Skye, I think you can definitely pity OW in your case. What a story. She is so insecure and messed up and needy that she can only feel relatively ok (not happy though, she isn't ever happy) if she has the security of a relationship with the thrill of an affair on the side. What a miserable way to live your life. She must be in her element having them both under the same roof. What a sap your ExH is, no one is going to come out of that one happy are they? Lets just say that I have experience of this type of woman.

Perhaps there should e room for a modicum of relief from you that he left rather than staying with you while carrying on being 'friends' with her and embroiling you in the whole sorry mess.

Mrs M, how are you doing this morning? You won't be a mess in the mornings with your grandaughter because a) it will be at least two more months and you will be stronger by then; and b) you won't have had any sleep all night so you will be too tired to be angsty Grin

MumnGran · 20/06/2013 09:06

Yeaaay ... a bit more 'up' this morning, Mrs M

Honestly, there is an old adage that 'revenge is best served cold' and it really is true. As we have said before, here, understanding why men of this age do this kind of thing is just beyond us. We will never get to grips with it and just turn ourselves inside out trying. But I for one and I bet most others have often wondered when and if their X's will regret what they have done.
Well, mine does!! and I discovered it only when DD2 got married. It was a close run thing whether she would even ask him to give her away ( long back story about his treatment of her ) but went ahead because I thought she would always regret it if she didn't ( very traditional girl, with strong image in her head of the walk up the aisle ) It was the right move all round, but I had a massive mental issue with seeing him.

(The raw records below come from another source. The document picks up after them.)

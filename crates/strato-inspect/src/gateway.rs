// Copyright (C) 2025 SyncMyOrders Sp. z o.o.
// SPDX-License-Identifier: AGPL-3.0-or-later
//! Trait seam over the admin gateway.

use async_trait::async_trait;

use strato_rest_client::{
    ApplicationDescription, DeploymentEvents, InstallApplicationRequest,
    InstallApplicationResponse, InstallServiceRequest, InstallServiceResponse, RestClient, Result,
    ServiceDescription, UninstallApplicationResponse, UninstallServiceResponse,
};

/// The admin gateway operations the lifecycle engine consumes.
///
/// This abstracts the communication layer so inspectors and shell drivers
/// work against either the real [`RestClient`] or an in-memory fake in
/// tests. The gateway is treated as a shared, thread-safe collaborator;
/// every call is an independent request/response exchange.
#[async_trait]
pub trait AdminGateway: Send + Sync {
    /// Lifecycle events of a deployment, starting at `from_index`.
    /// An empty batch means "no new events", not an error.
    async fn deployment_events(
        &self,
        deployment_id: &str,
        from_index: u64,
    ) -> Result<DeploymentEvents>;

    /// The most recent lifecycle event of a deployment, if any.
    async fn last_deployment_event(&self, deployment_id: &str) -> Result<DeploymentEvents>;

    /// Current description of a deployed service. 404 is meaningful to
    /// callers and must surface as such.
    async fn service_description(
        &self,
        application_name: &str,
        service_name: &str,
    ) -> Result<ServiceDescription>;

    /// Current description of a deployed application.
    async fn application_description(
        &self,
        application_name: &str,
    ) -> Result<ApplicationDescription>;

    /// Trigger a service installation.
    async fn install_service(
        &self,
        application_name: &str,
        service_name: &str,
        request: &InstallServiceRequest,
    ) -> Result<InstallServiceResponse>;

    /// Trigger an application installation.
    async fn install_application(
        &self,
        application_name: &str,
        request: &InstallApplicationRequest,
    ) -> Result<InstallApplicationResponse>;

    /// Trigger a service uninstallation.
    async fn uninstall_service(
        &self,
        application_name: &str,
        service_name: &str,
        timeout_minutes: u32,
    ) -> Result<UninstallServiceResponse>;

    /// Trigger an application uninstallation.
    async fn uninstall_application(
        &self,
        application_name: &str,
        timeout_minutes: u32,
    ) -> Result<UninstallApplicationResponse>;
}

#[async_trait]
impl AdminGateway for RestClient {
    async fn deployment_events(
        &self,
        deployment_id: &str,
        from_index: u64,
    ) -> Result<DeploymentEvents> {
        RestClient::deployment_events(self, deployment_id, from_index).await
    }

    async fn last_deployment_event(&self, deployment_id: &str) -> Result<DeploymentEvents> {
        RestClient::last_deployment_event(self, deployment_id).await
    }

    async fn service_description(
        &self,
        application_name: &str,
        service_name: &str,
    ) -> Result<ServiceDescription> {
        RestClient::service_description(self, application_name, service_name).await
    }

    async fn application_description(
        &self,
        application_name: &str,
    ) -> Result<ApplicationDescription> {
        RestClient::application_description(self, application_name).await
    }

    async fn install_service(
        &self,
        application_name: &str,
        service_name: &str,
        request: &InstallServiceRequest,
    ) -> Result<InstallServiceResponse> {
        RestClient::install_service(self, application_name, service_name, request).await
    }

    async fn install_application(
        &self,
        application_name: &str,
        request: &InstallApplicationRequest,
    ) -> Result<InstallApplicationResponse> {
        RestClient::install_application(self, application_name, request).await
    }

    async fn uninstall_service(
        &self,
        application_name: &str,
        service_name: &str,
        timeout_minutes: u32,
    ) -> Result<UninstallServiceResponse> {
        RestClient::uninstall_service(self, application_name, service_name, timeout_minutes).await
    }

    async fn uninstall_application(
        &self,
        application_name: &str,
        timeout_minutes: u32,
    ) -> Result<UninstallApplicationResponse> {
        RestClient::uninstall_application(self, application_name, timeout_minutes).await
    }
}
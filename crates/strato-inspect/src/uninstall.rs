// Copyright (C) 2025 SyncMyOrders Sp. z o.o.
// SPDX-License-Identifier: AGPL-3.0-or-later
//! Uninstallation lifecycle inspection.

use std::collections::{BTreeMap, BTreeSet};
use std::sync::Arc;

use async_trait::async_trait;
use tokio_util::sync::CancellationToken;
use tracing::debug;

use crate::cursor::EventCursor;
use crate::display::EventsDisplayer;
use crate::error::InspectError;
use crate::gateway::AdminGateway;
use crate::install::{InstanceCounts, LifecycleInspector};
use crate::latch::{wait_for, Predicate, WaitError};

const SERVICE_UNINSTALL_TIMEOUT_MESSAGE: &str =
    "Service uninstallation timed out. Configure the timeout using the --timeout flag.";
const APPLICATION_UNINSTALL_TIMEOUT_MESSAGE: &str =
    "Application uninstallation timed out. Configure the timeout using the --timeout flag.";

/// Services whose underlying cluster resources have not been confirmed
/// released yet.
///
/// A service leaves the set the first time its description query answers
/// 404, meaning the cluster resource is gone. It never re-enters, and once
/// the set is empty no further release checks are issued.
#[derive(Debug)]
pub struct ReleaseTracker {
    pending: BTreeSet<String>,
}

impl ReleaseTracker {
    pub fn new(service_names: impl IntoIterator<Item = String>) -> Self {
        Self {
            pending: service_names.into_iter().collect(),
        }
    }

    /// True once every service's resources are confirmed released.
    pub fn is_done(&self) -> bool {
        self.pending.is_empty()
    }

    /// Services still awaiting confirmation, in stable order.
    pub fn pending(&self) -> Vec<String> {
        self.pending.iter().cloned().collect()
    }

    /// Record a confirmed release. Returns true when this was news.
    pub fn mark_released(&mut self, service_name: &str) -> bool {
        self.pending.remove(service_name)
    }
}

/// Domain-specific count query injected into the uninstallation inspector.
///
/// Uninstalls terminate processing units almost instantly, so there is no
/// "ended" decision to delegate; completion is signalled by a dedicated
/// lifecycle event. Only the instance counting differs per variant.
#[async_trait]
pub trait UninstallProbe: Send + Sync {
    /// Number of instances still up for the given service.
    async fn running_instances(&self, service_name: &str) -> Result<u32, InspectError>;

    /// Message attached to a timed-out wait.
    fn timeout_error_message(&self) -> String;
}

/// Uninstall probe for a single service.
pub struct ServiceUninstallProbe {
    gateway: Arc<dyn AdminGateway>,
    application_name: String,
}

impl ServiceUninstallProbe {
    pub fn new(gateway: Arc<dyn AdminGateway>, application_name: impl Into<String>) -> Self {
        Self {
            gateway,
            application_name: application_name.into(),
        }
    }
}

#[async_trait]
impl UninstallProbe for ServiceUninstallProbe {
    async fn running_instances(&self, service_name: &str) -> Result<u32, InspectError> {
        match self
            .gateway
            .service_description(&self.application_name, service_name)
            .await
        {
            Ok(description) => Ok(description.instance_count),
            // Already undeployed.
            Err(err) if err.is_not_found() => Ok(0),
            Err(err) => Err(err.into()),
        }
    }

    fn timeout_error_message(&self) -> String {
        SERVICE_UNINSTALL_TIMEOUT_MESSAGE.to_string()
    }
}

/// Uninstall probe for an application (all of its services).
pub struct ApplicationUninstallProbe {
    gateway: Arc<dyn AdminGateway>,
    application_name: String,
}

impl ApplicationUninstallProbe {
    pub fn new(gateway: Arc<dyn AdminGateway>, application_name: impl Into<String>) -> Self {
        Self {
            gateway,
            application_name: application_name.into(),
        }
    }
}

#[async_trait]
impl UninstallProbe for ApplicationUninstallProbe {
    async fn running_instances(&self, service_name: &str) -> Result<u32, InspectError> {
        match self
            .gateway
            .service_description(&self.application_name, service_name)
            .await
        {
            Ok(description) => Ok(description.instance_count),
            Err(err) if err.is_not_found() => Ok(0),
            Err(err) => Err(err.into()),
        }
    }

    fn timeout_error_message(&self) -> String {
        APPLICATION_UNINSTALL_TIMEOUT_MESSAGE.to_string()
    }
}

/// Watches an uninstallation until the gateway publishes the
/// "undeployed successfully" lifecycle event.
///
/// Completion is the sentinel event alone: a quiet event stream does not
/// mean the uninstall is over, and instance counts reaching zero can be
/// transient. The uninstall appends to the event stream of the deployment
/// being removed, and event queries are scoped by that deployment id, so
/// the sentinel cannot originate from another operation; starting the
/// cursor after the deployment's pre-existing history keeps install events
/// from being replayed.
///
/// Independently of completion, the inspector watches each service's
/// description disappear (404) and reports the underlying cluster resources
/// as released, a slower signal worth surfacing but never a gate on
/// "done".
pub struct UninstallationInspector {
    gateway: Arc<dyn AdminGateway>,
    deployment_id: String,
    application_name: String,
    verbose: bool,
    counts: InstanceCounts,
    cursor: EventCursor,
    displayer: EventsDisplayer,
    probe: Box<dyn UninstallProbe>,
    releases: ReleaseTracker,
    cancel: CancellationToken,
    preamble_printed: bool,
}

impl UninstallationInspector {
    /// Create an inspector for a deployment that is being uninstalled.
    ///
    /// `initial_running` is the per-service instance snapshot taken before
    /// the uninstall request; it doubles as the "planned" baseline progress
    /// is reported against. `last_event_index` is the index of the last
    /// event the deployment produced before the uninstall, so polling only
    /// surfaces uninstall events.
    pub fn new(
        gateway: Arc<dyn AdminGateway>,
        deployment_id: impl Into<String>,
        application_name: impl Into<String>,
        verbose: bool,
        initial_running: BTreeMap<String, u32>,
        last_event_index: u64,
        probe: Box<dyn UninstallProbe>,
    ) -> Self {
        let releases = ReleaseTracker::new(initial_running.keys().cloned());
        let counts = InstanceCounts::new(initial_running.clone(), initial_running);

        Self {
            gateway,
            deployment_id: deployment_id.into(),
            application_name: application_name.into(),
            verbose,
            counts,
            cursor: EventCursor::resume_after(last_event_index),
            displayer: EventsDisplayer::new(),
            probe,
            releases,
            cancel: CancellationToken::new(),
            preamble_printed: false,
        }
    }

    /// Attach an external cancellation signal (e.g. Ctrl-C).
    pub fn with_cancellation(mut self, cancel: CancellationToken) -> Self {
        self.cancel = cancel;
        self
    }

    /// The release tracker's current state.
    pub fn releases(&self) -> &ReleaseTracker {
        &self.releases
    }

    /// Index of the last event already printed.
    pub fn last_consumed_event_index(&self) -> u64 {
        self.cursor.last_consumed_index()
    }

    /// One-time baseline printed before polling begins.
    fn print_initial_running_instances(&mut self) {
        if self.preamble_printed {
            return;
        }
        for service_name in self.counts.service_names() {
            self.displayer.print_event(&format!(
                "{}: Installed {} Planned {}",
                service_name,
                self.counts.running_for(&service_name),
                self.counts.planned_for(&service_name)
            ));
        }
        self.preamble_printed = true;
    }
}

#[async_trait]
impl LifecycleInspector for UninstallationInspector {
    async fn wait_for_lifecycle_to_end(
        &mut self,
        timeout_minutes: u64,
    ) -> Result<(), WaitError<InspectError>> {
        debug!(
            deployment_id = %self.deployment_id,
            timeout_minutes,
            "waiting for uninstallation lifecycle to end"
        );

        self.print_initial_running_instances();

        let config = crate::install::latch_config_for(
            timeout_minutes,
            self.probe.timeout_error_message(),
            self.verbose,
        );
        let cancel = self.cancel.clone();

        let mut poll = UninstallPoll {
            gateway: &*self.gateway,
            deployment_id: &self.deployment_id,
            application_name: &self.application_name,
            counts: &mut self.counts,
            cursor: &mut self.cursor,
            displayer: &mut self.displayer,
            probe: &*self.probe,
            releases: &mut self.releases,
        };

        wait_for(&config, &cancel, &mut poll).await
    }
}

/// One poll tick of an uninstallation.
struct UninstallPoll<'a> {
    gateway: &'a dyn AdminGateway,
    deployment_id: &'a str,
    application_name: &'a str,
    counts: &'a mut InstanceCounts,
    cursor: &'a mut EventCursor,
    displayer: &'a mut EventsDisplayer,
    probe: &'a dyn UninstallProbe,
    releases: &'a mut ReleaseTracker,
}

impl UninstallPoll<'_> {
    /// Report services whose instance count dropped since the last tick.
    async fn report_terminated_instances(&mut self) -> Result<(), InspectError> {
        for service_name in self.counts.service_names() {
            let running = self.probe.running_instances(&service_name).await?;
            if running < self.counts.running_for(&service_name) {
                self.displayer.print_event(&format!(
                    "{}: Installed {} Planned {}",
                    service_name,
                    running,
                    self.counts.planned_for(&service_name)
                ));
                self.counts.record_running(&service_name, running);
            }
        }
        Ok(())
    }

    /// Check which services' cluster resources have been released.
    ///
    /// A 404 for a tracked service is the release signal; anything else
    /// that fails is a genuine problem and propagates.
    async fn check_released_resources(&mut self) -> Result<(), InspectError> {
        if self.releases.is_done() {
            return Ok(());
        }

        for service_name in self.releases.pending() {
            match self
                .gateway
                .service_description(self.application_name, &service_name)
                .await
            {
                Ok(_) => {}
                Err(err) if err.is_not_found() => {
                    self.releases.mark_released(&service_name);
                    self.displayer.print_event(&format!(
                        "Cloud resources released for service {}",
                        service_name
                    ));
                }
                Err(err) => return Err(err.into()),
            }
        }
        Ok(())
    }
}

#[async_trait]
impl Predicate for UninstallPoll<'_> {
    type Error = InspectError;

    async fn is_done(&mut self) -> Result<bool, InspectError> {
        let new_events = self
            .cursor
            .fetch_new(self.gateway, self.deployment_id)
            .await
            .map_err(InspectError::from)?;

        let ended = EventCursor::batch_marks_undeployed(&new_events);

        if !new_events.is_empty() {
            self.displayer.print_events(&new_events);
        } else if !ended {
            self.displayer.print_no_change();
        }

        self.report_terminated_instances().await?;
        self.check_released_resources().await?;

        Ok(ended)
    }
}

Wow - did I get a surprise. Most of all I discovered that I really was over him because, as I have said before, I observed him as one would a stranger. No emotional investment at all.

He spent the day looking isolated, and to be honest I was shocked at his appearance. His eyes were just completely miserable. He looked old, tired, and stressed out. The chance to speak with some of his family on the day revealed that his new partner is a screaming harridan who has so many jealousy issues that she won't let him out of her sight!!
He kowtows to everything as she throws tantrums and rages when crossed.

So does he regret? Bet your bottom dollar!! Grin

Have a lovely day with you sister. Come and tell us all about it later.

DonkeysDontRideBicycles · 20/06/2013 09:09

I think for certain men and women, they go along quite normally and suddenly a little nugget of discontent starts festering. They feel they are getting a raw deal, they're missing out, Life is passing them by and if they can't fight Time they'll make a fresh start.

It takes a catalyst in the shape of OW or OM or a milestone birthday or an event which turns everything on its head. First the distancing, then rewriting history, then a joyous break for freedom: "I must put myself first, I deserve to be happy". Translation: Me, me, me!

They forget they will always carry baggage - they take themselves so seriously they don't realise they're part of the problem. Twunts have an altered perception of our world.

It's not even that people are habitually selfish: some undergo a transformation to the extent the ones left behind say, "I never knew they were capable of behaving like that...it's so out of character it must be a nervoous breakdpwn or some physical anomoly causing them to act that way".